A while ago, I posted a question on Microsoft's platformsdk.security
MSDN newsgroup asking what Windows does with that memory, but the
question went unanswered.  If I had gotten an authoritative response
that said "the memory is treated as sensitive", then I probably would
have gone that route.

It would be really cool if someone were to write a fully-featured
alternate ticket cache as an LSA custom authentication package.  I think
that would be Better in many ways than the current krbcc memcache. 

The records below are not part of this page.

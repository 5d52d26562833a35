// Copyright 2026 Google LLC
//
// Licensed under the Apache License, Version 2.0 (the "License");
// you may not use this file except in compliance with the License.
// You may obtain a copy of the License at
//
//     https://www.apache.org/licenses/LICENSE-2.0
//
// Unless required by applicable law or agreed to in writing, software
// distributed under the License is distributed on an "AS IS" BASIS,
// WITHOUT WARRANTIES OR CONDITIONS OF ANY KIND, either express or implied.
// See the License for the specific language governing permissions and
// limitations under the License.
//
// Code generated by sidekick. DO NOT EDIT.

//! The bundled client configuration for each service.
//!
//! Each file contains the default timeouts, retryable status codes, and page
//! sizes for one service. Applications override these values with
//! `with_client_config()` in the client builders.

pub(crate) const BIGTABLE_INSTANCE_ADMIN: &str = include_str!("config/bigtable_instance_admin_client_config.json");

pub(crate) const BIGTABLE_TABLE_ADMIN: &str = include_str!("config/bigtable_table_admin_client_config.json");
// Copyright 2026 Google LLC
//
// Licensed under the Apache License, Version 2.0 (the "License");
// you may not use this file except in compliance with the License.
// You may obtain a copy of the License at
//
//     https://www.apache.org/licenses/LICENSE-2.0
//
// Unless required by applicable law or agreed to in writing, software
// distributed under the License is distributed on an "AS IS" BASIS,
// WITHOUT WARRANTIES OR CONDITIONS OF ANY KIND, either express or implied.
// See the License for the specific language governing permissions and
// limitations under the License.


//! Runtime support for the GAPIC client libraries.
//!
//! This crate contains the types and functions shared by every generated
//! client: the error type, the request options, the retry, backoff and
//! polling policies, pagination helpers, the client builder, and the parser
//! for the JSON client configuration bundled with each client.
//!
//! <div class="warning">
//! The items marked as <code>doc(hidden)</code> are <b>not</b> intended for
//! general use. They support the generated code and may change without notice.
//! </div>

/// An alias of [std::result::Result] where the error is always [crate::error::Error].
///
/// This is the result type used by all functions wrapping RPCs.
pub type Result<T> = std::result::Result<T, crate::error::Error>;

pub mod error;

pub mod options;

pub mod paginator;
pub mod response;

pub mod client_builder;
pub mod client_config;

pub mod backoff_policy;
pub mod exponential_backoff;
pub mod retry_policy;
pub mod retry_result;
pub mod retry_state;
pub mod retry_throttler;
pub mod throttle_result;

pub mod polling_backoff_policy;
pub mod polling_error_policy;
pub mod polling_state;

pub mod path_template;

#[doc(hidden)]
pub mod retry_loop_internal;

However, custom ap's seem to be overcomplex and underdocumented, which
is probably why no one has bothered.



On Fri, 2003-01-17 at 00:01, Marc Reyhner wrote:
> The Stanford Kerberos client currently does the approach of using a
> network provider dll and then creating a script to run on session
> startup containing the username/password of the user in the command line
> arguments.  It's a horrible idea from a security perspective (don't
> blame me it wasn't my idea :-) ) since getting command line arguments is
> trivial if you are an admin.  Windows doesn't think the scripts contain
> sensitive information so I don't think it does anything really to
> protect the scripts and wipe memory.  The only redeeming point of this
> approach is I don't think you can get the password without being an
> admin.  The way you are working on sounds like a lot better approach
> since you can protect the password better.  Ideally I'd like to see a
> system service like the LSA which would centrally manage the tickets so
> impersonation worked correctly and system services could read/write the
> ticket cache.
> 
> Marc
> 
> -----Original Message-----
> From: Ben Creech [mailto:bpcreech at eos.ncsu.edu] 
> Sent: Wednesday, January 15, 2003 8:35 PM
> To: krbdev at mit.edu
> Subject: Windows Auto-auth
> 
> Has anyone worked on auto-auth on Windows recently?  I'm just wondering
> what experiences other people have had with this.  Specifically, the
> kind of auto-auth to which I'm referring grabs the Windows login
> password and uses it to grab a Kerberos tgt and various sgt's (most
> importantly for AFS).  This way users have the access they need as soon
> as the machine finishes logging in, providing a sort of "single
> sign-on".
> 
> Currently I'm working on a project that uses a network provider dll and
> a Windows service to hold tickets until the user has a desktop in which
> for krbcc32s.exe to reside.  
> 
> Formerly, NCSU had a custom gina, but it was a pain to support, partly 
> because it had to also implement the functionality of the NetWare gina, 
> partly because it was written in NT4 days when (from what I understand)
> Microsoft was changing the gina specs frequently, and partly because
> things can go horribly wrong when the gina screws up.
> 
> Again, I'm just wondering if anyone else is working on or has
> implemented some manner of Windows auto-auth (preferably one that
> doesn't get the tickets from an AD server and ms2mit them).